EXERCISE INSTRUCTIONS:
Please print each of the entries below exactly.

INFORMATION SUPPLIED:
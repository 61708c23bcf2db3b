//! Route definitions for the JobHub HTTP API.

use axum::{Router, middleware as axum_middleware, routing::get};
use tower_http::trace::TraceLayer;

use crate::handlers;
use crate::middleware;
use crate::state::AppState;

/// Build the complete Axum router with all routes and middleware.
pub fn build_router(state: AppState) -> Router {
    Router::new()
        .merge(job_routes())
        .merge(health_routes())
        .layer(TraceLayer::new_for_http())
        .layer(axum_middleware::from_fn(middleware::logging::request_logging))
        .with_state(state)
}

/// Job endpoints: submit, list, get
fn job_routes() -> Router<AppState> {
    Router::new()
        .route(
            "/jobs",
            get(handlers::jobs::list_jobs).post(handlers::jobs::submit_job),
        )
        .route("/jobs/{id}", get(handlers::jobs::get_job))
}

/// Liveness probe
fn health_routes() -> Router<AppState> {
    Router::new().route("/health", get(handlers::health::health))
}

ANSWER TO THIS EXERCISE:
repository 61708c23bcf2db3b
//! Route definitions for the JobHub HTTP API.

use axum::{Router, middleware as axum_middleware, routing::get};
use tower_http::trace::TraceLayer;

use crate::handlers;
use crate::middleware;
use crate::state::AppState;

/// Build the complete Axum router with all routes and middleware.
pub fn build_router(state: AppState) -> Router {
    Router::new()
        .merge(job_routes())
        .merge(health_routes())
        .layer(TraceLayer::new_for_http())
        .layer(axum_middleware::from_fn(middleware::logging::request_logging))
        .with_state(state)
}

/// Job endpoints: submit, list, get
fn job_routes() -> Router<AppState> {
    Router::new()
        .route(
            "/jobs",
            get(handlers::jobs::list_jobs).post(handlers::jobs::submit_job),
        )
        .route("/jobs/{id}", get(handlers::jobs::get_job))
}

/// Liveness probe
fn health_routes() -> Router<AppState> {
    Router::new().route("/health", get(handlers::health::health))
}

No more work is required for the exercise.